Nokia shares fell again on Friday, slipping more than the wider Finnish market as investors cut exposure after a sharp AI-led rally in the telecoms equipment maker.
The stock was down 2.74% at 12.96 euros at 11:09 a.m. in Helsinki, with the day’s low at 12.93 euros. The OMX Helsinki 25, a price index of the 25 most actively traded Helsinki shares, was down 0.65% at 6,467.15.
That matters now because Nokia’s equity story has moved fast. The company is no longer being traded only as a 5G equipment supplier exposed to slow telecom spending; investors have recast it as a play on artificial-intelligence data centres, where fibre-optic and IP networks carry heavy traffic between servers.
The turn lower began in New York. Nokia’s American depositary receipts fell 4.74% on Wednesday and another 2.55% on Thursday, ending at $15.28 and moving further below the 52-week high touched earlier in the week.

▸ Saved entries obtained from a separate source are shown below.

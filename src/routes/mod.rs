// SPDX-License-Identifier: MIT
// Copyright 2026 Roland Dreier <roland@rolandd.dev>

//! HTTP route handlers and router assembly.

pub mod api;

use crate::middleware::{ensure_session, track_activity};
use crate::AppState;
use axum::http::{header, Method, StatusCode};
use axum::{middleware, routing::get, Json, Router};
use serde::Serialize;
use std::sync::Arc;
use tower_http::cors::CorsLayer;
use tower_http::trace::{DefaultMakeSpan, DefaultOnResponse, TraceLayer};
use tracing::Level;

#[derive(Serialize)]
pub struct HealthResponse {
    pub status: String,
}

/// Health check response
async fn health_check() -> Json<HealthResponse> {
    Json(HealthResponse {
        status: "ok".to_string(),
    })
}

async fn unmatched() -> StatusCode {
    StatusCode::NOT_FOUND
}

/// Build the complete router: the host's storefront routes plus the
/// activity query API, with session context and activity tracking
/// layered over both. The tracking layer also covers unrouted requests
/// (recorded as `unknown`) and the query API itself (recorded as
/// `other`), matching the subsystem's observe-everything contract.
/// `/health` stays outside the tracked stack.
pub fn create_router(state: Arc<AppState>, storefront: Router<Arc<AppState>>) -> Router {
    // CORS layer - allow requests from frontend URL and localhost (for dev)
    let frontend_url = state.config.frontend_url.clone();
    let cors = CorsLayer::new()
        .allow_origin(tower_http::cors::AllowOrigin::predicate(
            move |origin: &axum::http::HeaderValue, _request_parts: &axum::http::request::Parts| {
                let origin_str = origin.to_str().unwrap_or("");
                origin_str == frontend_url
                    || origin_str.starts_with("http://localhost")
                    || origin_str.starts_with("http://127.0.0.1")
            },
        ))
        .allow_credentials(true)
        .allow_methods([Method::GET, Method::POST, Method::OPTIONS])
        .allow_headers([header::CONTENT_TYPE, header::ACCEPT]);

    // Session context runs first (outermost), then tracking. The
    // explicit fallback keeps unrouted requests inside the tracked
    // stack so they are recorded as `unknown`.
    let tracked = storefront
        .merge(api::routes())
        .fallback(unmatched)
        .layer(middleware::from_fn_with_state(state.clone(), track_activity))
        .layer(middleware::from_fn(ensure_session));

    Router::new()
        .route("/health", get(health_check))
        .merge(tracked)
        .layer(cors)
        .layer(
            TraceLayer::new_for_http()
                .make_span_with(DefaultMakeSpan::new().level(Level::INFO))
                .on_response(DefaultOnResponse::new().level(Level::INFO)),
        )
        .with_state(state)
}
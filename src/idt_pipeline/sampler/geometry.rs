use crate::idt_pipeline::common::error::{IdtError, Result};

/// Axis-aligned region in normalised image coordinates, origin top-left.
#[derive(Debug, Clone, Copy, PartialEq)]
pub struct PatchRegion {
    pub x: f64,
    pub y: f64,
    pub width: f64,
    pub height: f64,
}

impl PatchRegion {
    pub const FULL_FRAME: PatchRegion = PatchRegion {
        x: 0.0,
        y: 0.0,
        width: 1.0,
        height: 1.0,
    };

    pub fn new(x: f64, y: f64, width: f64, height: f64) -> Self {
        Self {
            x,
            y,
            width,
            height,
        }
    }

    /// Region of the same centre scaled by `fraction` on both axes.
    pub fn shrink(&self, fraction: f64) -> Self {
        let width = self.width * fraction;
        let height = self.height * fraction;
        Self {
            x: self.x + (self.width - width) / 2.0,
            y: self.y + (self.height - height) / 2.0,
            width,
            height,
        }
    }

    pub fn validate(&self) -> Result<()> {
        let values = [self.x, self.y, self.width, self.height];
        let inside = values.iter().all(|v| v.is_finite())
            && self.x >= 0.0
            && self.y >= 0.0
            && self.width > 0.0
            && self.height > 0.0
            && self.x + self.width <= 1.0 + 1e-9
            && self.y + self.height <= 1.0 + 1e-9;
        if inside {
            Ok(())
        } else {
            Err(IdtError::InvalidConfig(format!(
                "patch region {self:?} is not inside the unit frame"
            )))
        }
    }

    /// Pixel bounds `(x0, y0, x1, y1)`, end-exclusive, clipped to the image.
    pub fn pixel_bounds(&self, width: usize, height: usize) -> (usize, usize, usize, usize) {
        let floor = |v: f64, extent: usize| ((v * extent as f64).floor().max(0.0) as usize).min(extent);
        let ceil = |v: f64, extent: usize| ((v * extent as f64).ceil().max(0.0) as usize).min(extent);
        let x0 = floor(self.x, width);
        let y0 = floor(self.y, height);
        let x1 = ceil(self.x + self.width, width).max(x0);
        let y1 = ceil(self.y + self.height, height).max(y0);
        (x0, y0, x1, y1)
    }
}

/// Where the checker patches and the grey card sit in the frame.
#[derive(Debug, Clone, PartialEq)]
pub struct ChartGeometry {
    /// One region per reference patch, in reference order
    pub patches: Vec<PatchRegion>,
    /// Region sampled in the grey-card photographs
    pub grey_card: PatchRegion,
}

impl ChartGeometry {
    /// Regular `rows` × `cols` chart inside `bounds`, patches read row-major,
    /// each sampled over the central `swatch_fraction` of its cell.
    pub fn grid(rows: usize, cols: usize, bounds: PatchRegion, swatch_fraction: f64) -> Self {
        let cell_width = bounds.width / cols as f64;
        let cell_height = bounds.height / rows as f64;
        let patches = (0..rows)
            .flat_map(|row| {
                (0..cols).map(move |col| {
                    PatchRegion::new(
                        bounds.x + col as f64 * cell_width,
                        bounds.y + row as f64 * cell_height,
                        cell_width,
                        cell_height,
                    )
                    .shrink(swatch_fraction)
                })
            })
            .collect();
        Self {
            patches,
            grey_card: PatchRegion::FULL_FRAME.shrink(0.5),
        }
    }

    /// Classic 24 patch checker filling the frame.
    pub fn colour_checker_classic() -> Self {
        Self::grid(4, 6, PatchRegion::FULL_FRAME, 0.5)
    }

    pub fn with_grey_card(mut self, region: PatchRegion) -> Self {
        self.grey_card = region;
        self
    }

    pub fn validate(&self, expected_patches: usize) -> Result<()> {
        if self.patches.len() != expected_patches {
            return Err(IdtError::InvalidConfig(format!(
                "chart geometry has {} patches, reference colour checker has {}",
                self.patches.len(),
                expected_patches
            )));
        }
        for region in &self.patches {
            region.validate()?;
        }
        self.grey_card.validate()
    }
}

impl Default for ChartGeometry {
    fn default() -> Self {
        Self::colour_checker_classic()
    }
}
use nalgebra::{Matrix3, Vector3};

use crate::idt_pipeline::colour::{
    ACES_WHITE_XY, OptimisationSpace, aces_rgb_to_xyz, delta_e_2000, euclidean_delta_e, xy_to_xyz,
    xyz_to_lab,
};
use crate::idt_pipeline::config::WhiteBalanceRefinement;

/// Free matrix parameters: the first two entries of every row.
pub const MATRIX_PARAMS: usize = 6;

const IDENTITY: [f64; MATRIX_PARAMS] = [1.0, 0.0, 0.0, 1.0, 0.0, 0.0];

/// Builds the white-preserving matrix whose third column completes each row
/// to a sum of 1.
pub fn matrix_from_params(p: &[f64]) -> Matrix3<f64> {
    Matrix3::new(
        p[0],
        p[1],
        1.0 - p[0] - p[1],
        p[2],
        p[3],
        1.0 - p[2] - p[3],
        p[4],
        p[5],
        1.0 - p[4] - p[5],
    )
}

/// Mean colour difference between transformed samples and the reference.
pub struct Objective {
    space: OptimisationSpace,
    to_xyz: Matrix3<f64>,
    samples: Vec<Vector3<f64>>,
    reference_xyz: Vec<Vector3<f64>>,
    reference: Vec<Vector3<f64>>,
    grey: Vector3<f64>,
    grey_reference: Vector3<f64>,
    rgb_w: [f64; 3],
    k: f64,
    mode: WhiteBalanceRefinement,
    grey_weight: f64,
}

impl Objective {
    /// `reference_xyz` holds one XYZ per sample, `grey_reference` is the
    /// ACES2065-1 value of the grey sample, `rgb_w` and `k` the closed-form
    /// white balance.
    pub fn new(
        space: OptimisationSpace,
        samples: &[[f64; 3]],
        reference_xyz: &[Vector3<f64>],
        grey: [f64; 3],
        grey_reference: [f64; 3],
        (rgb_w, k): ([f64; 3], f64),
    ) -> Self {
        let to_xyz = aces_rgb_to_xyz();
        Self {
            space,
            to_xyz,
            samples: samples.iter().map(|&s| Vector3::from(s)).collect(),
            reference_xyz: reference_xyz.to_vec(),
            reference: reference_xyz.iter().map(|xyz| space.from_xyz(xyz)).collect(),
            grey: Vector3::from(grey),
            grey_reference: space.from_xyz(&(to_xyz * Vector3::from(grey_reference))),
            rgb_w,
            k,
            mode: WhiteBalanceRefinement::Fixed,
            grey_weight: 0.0,
        }
    }

    /// Also refines the R/B gains and k, penalising grey error by `weight`.
    pub fn joint(mut self, weight: f64) -> Self {
        self.mode = WhiteBalanceRefinement::Joint;
        self.grey_weight = weight;
        self
    }

    pub fn dimensions(&self) -> usize {
        match self.mode {
            WhiteBalanceRefinement::Fixed => MATRIX_PARAMS,
            WhiteBalanceRefinement::Joint => MATRIX_PARAMS + 3,
        }
    }

    /// Identity matrix with the closed-form white balance.
    pub fn start(&self) -> Vec<f64> {
        let mut start = IDENTITY.to_vec();
        if self.mode == WhiteBalanceRefinement::Joint {
            start.extend([self.rgb_w[0], self.rgb_w[2], self.k]);
        }
        start
    }

    /// Splits parameters into `(M, RGB_w, k)`.
    pub fn transform(&self, params: &[f64]) -> (Matrix3<f64>, [f64; 3], f64) {
        let m = matrix_from_params(&params[..MATRIX_PARAMS]);
        match self.mode {
            WhiteBalanceRefinement::Fixed => (m, self.rgb_w, self.k),
            WhiteBalanceRefinement::Joint => (
                m,
                [params[MATRIX_PARAMS], self.rgb_w[1], params[MATRIX_PARAMS + 1]],
                params[MATRIX_PARAMS + 2],
            ),
        }
    }

    pub fn evaluate(&self, params: &[f64]) -> f64 {
        let transform = self.transform(params);
        let mean = self.mean_delta_e(&transform);
        match self.mode {
            WhiteBalanceRefinement::Fixed => mean,
            WhiteBalanceRefinement::Joint => mean + self.grey_weight * self.grey_error(&transform),
        }
    }

    fn apply(&self, (m, rgb_w, k): &(Matrix3<f64>, [f64; 3], f64), rgb: &Vector3<f64>) -> Vector3<f64> {
        let balanced = rgb.component_mul(&Vector3::from(*rgb_w));
        self.to_xyz * (m * balanced * *k)
    }

    pub fn mean_delta_e(&self, transform: &(Matrix3<f64>, [f64; 3], f64)) -> f64 {
        let total: f64 = self
            .samples
            .iter()
            .zip(&self.reference)
            .map(|(sample, reference)| {
                euclidean_delta_e(&self.space.from_xyz(&self.apply(transform, sample)), reference)
            })
            .sum();
        total / self.samples.len() as f64
    }

    pub fn mean_delta_e_2000(&self, transform: &(Matrix3<f64>, [f64; 3], f64)) -> f64 {
        let white = xy_to_xyz(ACES_WHITE_XY);
        let total: f64 = self
            .samples
            .iter()
            .zip(&self.reference_xyz)
            .map(|(sample, reference)| {
                delta_e_2000(
                    &xyz_to_lab(&self.apply(transform, sample), &white),
                    &xyz_to_lab(reference, &white),
                )
            })
            .sum();
        total / self.samples.len() as f64
    }

    pub fn grey_error(&self, transform: &(Matrix3<f64>, [f64; 3], f64)) -> f64 {
        let grey = self.space.from_xyz(&self.apply(transform, &self.grey));
        euclidean_delta_e(&grey, &self.grey_reference)
    }
}

#[cfg(test)]
mod tests {
    use super::*;
    use crate::idt_pipeline::colour::aces_xyz_to_rgb;

    fn reference_xyz() -> Vec<Vector3<f64>> {
        vec![
            Vector3::new(0.2, 0.18, 0.1),
            Vector3::new(0.1, 0.2, 0.3),
            Vector3::new(0.4, 0.3, 0.05),
        ]
    }

    fn aces(xyz: &[Vector3<f64>]) -> Vec<[f64; 3]> {
        xyz.iter()
            .map(|v| {
                let rgb = aces_xyz_to_rgb() * v;
                [rgb.x, rgb.y, rgb.z]
            })
            .collect()
    }

    #[test]
    fn test_rows_sum_to_one() {
        let m = matrix_from_params(&[0.8, 0.3, -0.1, 1.2, 0.05, 0.05]);
        for row in 0..3 {
            assert!((m.row(row).sum() - 1.0).abs() < 1e-15);
        }
        assert_eq!(matrix_from_params(&IDENTITY), Matrix3::identity());
    }

    #[test]
    fn test_exact_samples_score_zero() {
        let xyz = reference_xyz();
        let objective = Objective::new(
            OptimisationSpace::Oklab,
            &aces(&xyz),
            &xyz,
            [0.18; 3],
            [0.18; 3],
            ([1.0; 3], 1.0),
        );
        let start = objective.start();
        assert_eq!(start.len(), MATRIX_PARAMS);
        assert!(objective.evaluate(&start) < 1e-12);
        assert!(objective.mean_delta_e_2000(&objective.transform(&start)) < 1e-9);
    }

    #[test]
    fn test_exposure_gain_is_penalised() {
        let xyz = reference_xyz();
        let objective = Objective::new(
            OptimisationSpace::Ipt,
            &aces(&xyz),
            &xyz,
            [0.18; 3],
            [0.18; 3],
            ([1.0; 3], 1.5),
        );
        assert!(objective.evaluate(&objective.start()) > 1e-3);
    }

    #[test]
    fn test_joint_mode_adds_gain_parameters() {
        let xyz = reference_xyz();
        let objective = Objective::new(
            OptimisationSpace::Oklab,
            &aces(&xyz),
            &xyz,
            [0.2, 0.18, 0.16],
            [0.18; 3],
            ([0.9, 1.0, 1.125], 1.0),
        )
        .joint(10.0);

        let start = objective.start();
        assert_eq!(start.len(), objective.dimensions());
        assert_eq!(&start[MATRIX_PARAMS..], &[0.9, 1.125, 1.0]);
        let (_, rgb_w, k) = objective.transform(&start);
        assert_eq!(rgb_w, [0.9, 1.0, 1.125]);
        assert_eq!(k, 1.0);
        assert!(objective.grey_error(&objective.transform(&start)) < 1e-12);
    }
}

The company gave investors the fuel for the rally in April. Nokia said first-quarter comparable operating profit, its adjusted operating-profit measure, rose 54% to 281 million euros, beating the 250 million euros expected by analysts polled by Infront. Sales to AI and cloud customers rose 49%, and the company booked 1 billion euros of orders from those customers.

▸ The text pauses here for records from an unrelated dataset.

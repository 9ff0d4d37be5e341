//! LUT decoding module
//!
//! Reduces the filtered per-channel LUT to the configured decoding method and
//! decodes the checker and grey-card samples to scene-linear RGB.

mod lut_decoder;
pub mod types;

pub use lut_decoder::{Decoder, reduce_lut};
pub use types::{DecodedSamples, DecodingLut};
use std::path::PathBuf;

use anyhow::Context;
use prosumer_idt_rs::idt_pipeline::{IdtConfig, IdtPipeline, ProjectSettings};
use prosumer_idt_rs::logger;

use tracing::{info, warn};

fn main() -> anyhow::Result<()> {
    logger::init();

    let settings_path = std::env::args()
        .nth(1)
        .map(PathBuf::from)
        .unwrap_or_else(|| PathBuf::from("project_settings.json"));

    info!("Starting prosumer IDT characterisation...");

    let settings = ProjectSettings::from_file(&settings_path)
        .with_context(|| format!("loading {}", settings_path.display()))?;
    let config = IdtConfig::try_from(&settings).context("invalid project settings")?;
    let captures = settings.capture_set()?;

    info!("Camera: {}", config.camera_model);
    info!("Optimisation space: {:?}", config.optimiser.space);
    info!("Decoding method: {:?}", config.decoding.method);
    info!("LUT size: {}", config.lut.size);

    let pipeline = IdtPipeline::new(config)?;
    let outcome = pipeline
        .run(&captures)
        .context("characterisation failed")?;

    for overwrite in &outcome.merge.overwritten {
        warn!(
            "Exposure {} given twice, kept '{}' over '{}'",
            overwrite.ev, overwrite.kept, overwrite.replaced
        );
    }

    let result = &outcome.optimisation;
    let idt = result.idt_matrix();
    info!("White balance: {:?}, k = {:.6}", result.rgb_w, result.k);
    for row in idt.row_iter() {
        info!("IDT  [{:>10.6} {:>10.6} {:>10.6}]", row[0], row[1], row[2]);
    }
    info!(
        "Mean delta E: {:.6} ({:?}), CIEDE2000: {:.4}",
        result.delta_e, result.space, result.delta_e_2000
    );
    if !result.converged {
        warn!(
            "Optimiser stopped after {} iterations without converging",
            result.iterations
        );
    }

    Ok(())
}
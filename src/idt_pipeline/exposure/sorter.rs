use std::collections::BTreeMap;

use tracing::{debug, instrument, warn};

use crate::idt_pipeline::common::error::{IdtError, Result, Stage};
use crate::idt_pipeline::exposure::key::{ExposureValue, parse_exposure_key};
use crate::idt_pipeline::sampler::{RawSample, SamplerOutput};

/// A provided key replaced by a later key normalising to the same EV.
#[derive(Debug, Clone, PartialEq)]
pub struct Overwrite {
    pub ev: ExposureValue,
    pub replaced: String,
    pub kept: String,
}

/// What the merge did with the provided keys.
#[derive(Debug, Clone, Default, PartialEq)]
pub struct MergeReport {
    /// Surviving `(key, EV)` pairs in ascending EV order
    pub accepted: Vec<(String, ExposureValue)>,
    pub overwritten: Vec<Overwrite>,
}

/// Checker samples keyed by unique, ascending EV.
#[derive(Debug, Clone, PartialEq)]
pub struct ExposureSeries {
    exposures: Vec<(ExposureValue, Vec<RawSample>)>,
    grey_card: Option<RawSample>,
}

impl ExposureSeries {
    pub fn exposure_values(&self) -> impl Iterator<Item = ExposureValue> + '_ {
        self.exposures.iter().map(|(ev, _)| *ev)
    }

    pub fn len(&self) -> usize {
        self.exposures.len()
    }

    pub fn is_empty(&self) -> bool {
        self.exposures.is_empty()
    }

    pub fn patch_count(&self) -> usize {
        self.exposures.first().map_or(0, |(_, patches)| patches.len())
    }

    /// Samples of the exposure matching `ev` in stops, if captured.
    pub fn patches_at(&self, ev: f64) -> Option<&[RawSample]> {
        let target = ExposureValue::new(ev).ok()?;
        self.exposures
            .binary_search_by(|(candidate, _)| candidate.cmp(&target))
            .ok()
            .map(|i| self.exposures[i].1.as_slice())
    }

    /// Ascending `(EV, sample)` sequence of one patch.
    pub fn patch_series(&self, patch: usize) -> Vec<(ExposureValue, &RawSample)> {
        self.exposures
            .iter()
            .filter_map(|(ev, patches)| patches.get(patch).map(|sample| (*ev, sample)))
            .collect()
    }

    pub fn iter(&self) -> impl Iterator<Item = (ExposureValue, &[RawSample])> + '_ {
        self.exposures
            .iter()
            .map(|(ev, patches)| (*ev, patches.as_slice()))
    }

    pub fn grey_card(&self) -> Option<&RawSample> {
        self.grey_card.as_ref()
    }
}

/// Turns sampler output into an [`ExposureSeries`].
///
/// When two keys normalise to the same EV the later one wins, in the order
/// the keys were provided.
pub struct ExposureSorter;

impl ExposureSorter {
    #[instrument(skip_all, fields(captures = output.captures.len()))]
    pub fn merge(output: SamplerOutput) -> Result<(ExposureSeries, MergeReport)> {
        if output.captures.is_empty() {
            return Err(IdtError::InsufficientSamples {
                stage: Stage::Sorter,
                context: String::from("colour checker exposures"),
                valid: 0,
                required: 1,
            });
        }

        let mut by_ev: BTreeMap<ExposureValue, (String, Vec<RawSample>)> = BTreeMap::new();
        let mut overwritten = Vec::new();

        for capture in output.captures {
            let ev = parse_exposure_key(&capture.key)?;
            debug!(key = %capture.key, %ev, "Parsed exposure key");
            if let Some((replaced, _)) = by_ev.insert(ev, (capture.key.clone(), capture.patches)) {
                warn!(
                    %ev,
                    replaced = %replaced,
                    kept = %capture.key,
                    "Duplicate exposure, keeping the later capture"
                );
                overwritten.push(Overwrite {
                    ev,
                    replaced,
                    kept: capture.key,
                });
            }
        }

        let mut accepted = Vec::with_capacity(by_ev.len());
        let mut exposures = Vec::with_capacity(by_ev.len());
        for (ev, (key, patches)) in by_ev {
            accepted.push((key, ev));
            exposures.push((ev, patches));
        }

        let patch_count = exposures[0].1.len();
        if let Some((ev, patches)) = exposures.iter().find(|(_, p)| p.len() != patch_count) {
            return Err(IdtError::InsufficientSamples {
                stage: Stage::Sorter,
                context: format!("patches at exposure {ev}"),
                valid: patches.len(),
                required: patch_count,
            });
        }

        Ok((
            ExposureSeries {
                exposures,
                grey_card: output.grey_card,
            },
            MergeReport {
                accepted,
                overwritten,
            },
        ))
    }
}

Chief Executive Justin Hotard said Nokia was “increasing our growth assumption” for Optical and IP Networks and investing to catch demand from AI and cloud customers. Nokia raised its 2026 Network Infrastructure sales growth forecast to 12%-14%, from an earlier 6%-8% range. Nokia Corporation | Nokia
Morgan Stanley kept the bull case alive this week, raising its Nokia price target to 14 euros from 11 euros and calling the stock its top pick for AI data-centre networking exposure. Analysts led by Terence Tsui wrote that “potential new orders can have an outsized effect” when revenue starts from a low base. Investing.com
There is still a split view. SEB Bank upgraded Nokia to buy on Thursday, while MarketScreener data showed a 23-analyst average target price of 9.375 euros, below the prior Helsinki close of 13.32 euros.

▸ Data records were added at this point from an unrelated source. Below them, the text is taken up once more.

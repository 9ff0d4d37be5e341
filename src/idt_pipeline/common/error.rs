use std::fmt;

use thiserror::Error;

/// Pipeline stage an error was raised in.
#[derive(Debug, Clone, Copy, PartialEq, Eq)]
pub enum Stage {
    Configuration,
    Sampler,
    Sorter,
    LutBuilder,
    LutFilter,
    Decoder,
    Optimiser,
}

impl fmt::Display for Stage {
    fn fmt(&self, f: &mut fmt::Formatter<'_>) -> fmt::Result {
        let name = match self {
            Stage::Configuration => "configuration",
            Stage::Sampler => "sampler",
            Stage::Sorter => "sorter",
            Stage::LutBuilder => "lut builder",
            Stage::LutFilter => "lut filter",
            Stage::Decoder => "decoder",
            Stage::Optimiser => "optimiser",
        };
        f.write_str(name)
    }
}

#[derive(Error, Debug)]
pub enum IdtError {
    #[error("Failed to read input file: {0}")]
    InputReadError(String),

    #[error("Failed to decode image: {0}")]
    DecodeError(String),

    #[error("Unsupported format: {0}")]
    UnsupportedFormat(String),

    #[error("Invalid image dimensions: width={0}, height={1}")]
    InvalidDimensions(usize, usize),

    #[error("Invalid configuration: {0}")]
    InvalidConfig(String),

    #[error("Invalid exposure key: {0:?}")]
    InvalidExposureKey(String),

    #[error("Insufficient samples in {stage} for {context}: {valid} valid, {required} required")]
    InsufficientSamples {
        stage: Stage,
        context: String,
        valid: usize,
        required: usize,
    },

    #[error("Non-monotonic LUT on channel {channel}: drop of {drop:.6} exceeds tolerance {tolerance:.6}")]
    NonMonotonicLut {
        channel: usize,
        drop: f64,
        tolerance: f64,
    },

    #[error("Non-finite value in {stage} for {context}")]
    NonFiniteValue { stage: Stage, context: String },

    #[error("No captured exposure matches the reference EV range {0:?}")]
    MissingReferenceExposure(Vec<f64>),

    #[error("Optimisation did not converge after {iterations} iterations (mean delta E {delta_e:.6})")]
    OptimisationNonConverged { iterations: usize, delta_e: f64 },

    #[error("Invalid project settings: {0}")]
    Json(#[from] serde_json::Error),

    #[error("IO error: {0}")]
    IoError(#[from] std::io::Error),
}

impl IdtError {
    pub fn non_finite(stage: Stage, context: impl Into<String>) -> Self {
        IdtError::NonFiniteValue {
            stage,
            context: context.into(),
        }
    }
}

pub type Result<T> = std::result::Result<T, IdtError>;
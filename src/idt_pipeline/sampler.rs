//! Colour-checker sampling module
//!
//! Extracts one robust mean per checker patch and exposure from the
//! photographs, rejecting outlier pixels by z-score.

mod geometry;
mod outliers;
mod patch_sampler;
pub mod types;

pub use geometry::{ChartGeometry, PatchRegion};
pub use outliers::{mask_outliers, robust_mean};
pub use patch_sampler::Sampler;
pub use types::{CaptureSamples, RawSample, SamplerOutput};
//! Illuminants the reference chart can be evaluated under.

use std::fmt;
use std::str::FromStr;

use crate::idt_pipeline::colour::spaces::{ACES_WHITE_XY, D50_XY};
use crate::idt_pipeline::common::error::IdtError;

/// Scene illuminant of the characterisation captures.
#[derive(Debug, Clone, Copy, PartialEq, Eq, Default)]
pub enum Illuminant {
    A,
    #[default]
    D50,
    D55,
    D65,
    D75,
    E,
    Aces,
}

impl Illuminant {
    /// CIE 1931 2° chromaticity.
    pub fn xy(&self) -> [f64; 2] {
        match self {
            Illuminant::A => [0.44757, 0.40745],
            Illuminant::D50 => D50_XY,
            Illuminant::D55 => [0.33242, 0.34743],
            Illuminant::D65 => [0.31271, 0.32902],
            Illuminant::D75 => [0.29902, 0.31485],
            Illuminant::E => [1.0 / 3.0, 1.0 / 3.0],
            Illuminant::Aces => ACES_WHITE_XY,
        }
    }
}

impl FromStr for Illuminant {
    type Err = IdtError;

    fn from_str(s: &str) -> Result<Self, Self::Err> {
        match s.trim().to_ascii_lowercase().as_str() {
            "a" => Ok(Illuminant::A),
            "d50" => Ok(Illuminant::D50),
            "d55" => Ok(Illuminant::D55),
            "d65" => Ok(Illuminant::D65),
            "d75" => Ok(Illuminant::D75),
            "e" => Ok(Illuminant::E),
            "aces" | "d60" => Ok(Illuminant::Aces),
            other => Err(IdtError::InvalidConfig(format!("unknown illuminant {other:?}"))),
        }
    }
}

impl fmt::Display for Illuminant {
    fn fmt(&self, f: &mut fmt::Formatter<'_>) -> fmt::Result {
        let name = match self {
            Illuminant::A => "A",
            Illuminant::D50 => "D50",
            Illuminant::D55 => "D55",
            Illuminant::D65 => "D65",
            Illuminant::D75 => "D75",
            Illuminant::E => "E",
            Illuminant::Aces => "ACES",
        };
        f.write_str(name)
    }
}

The competitive read-through is less about Ericsson and more about Ciena, the optical-networking specialist. Jefferies has said Nokia’s Infinera deal came as AI data-centre demand for optical networking was rising sharply, giving the combined business stronger ground against market leader Ciena.
There was also an insider signal in the background. Nokia Chief Development Officer Konstanty Owczarek bought 37,405 ADRs on May 26 at just under $16 each, a purchase worth about $600,000, after an earlier buy worth about $500,000 on May 22, Finwire reported via MarketScreener.
But the trade can still go the other way. Nokia said Fixed Networks sales fell 13% in the first quarter, lead times across the AI supply chain were extending, and some new optical products will not start sampling until mid-2027, with volume production only in the second half of that year. If hyperscalers — the large cloud companies building AI data centres — slow spending, or if orders slip into later quarters, the market may have little patience after such a fast re-rating.
For Friday, the move looked less like a fresh company warning and more like a check on price. The AI case has strengthened. The stock, for now, has to prove it did not run too far ahead of the numbers.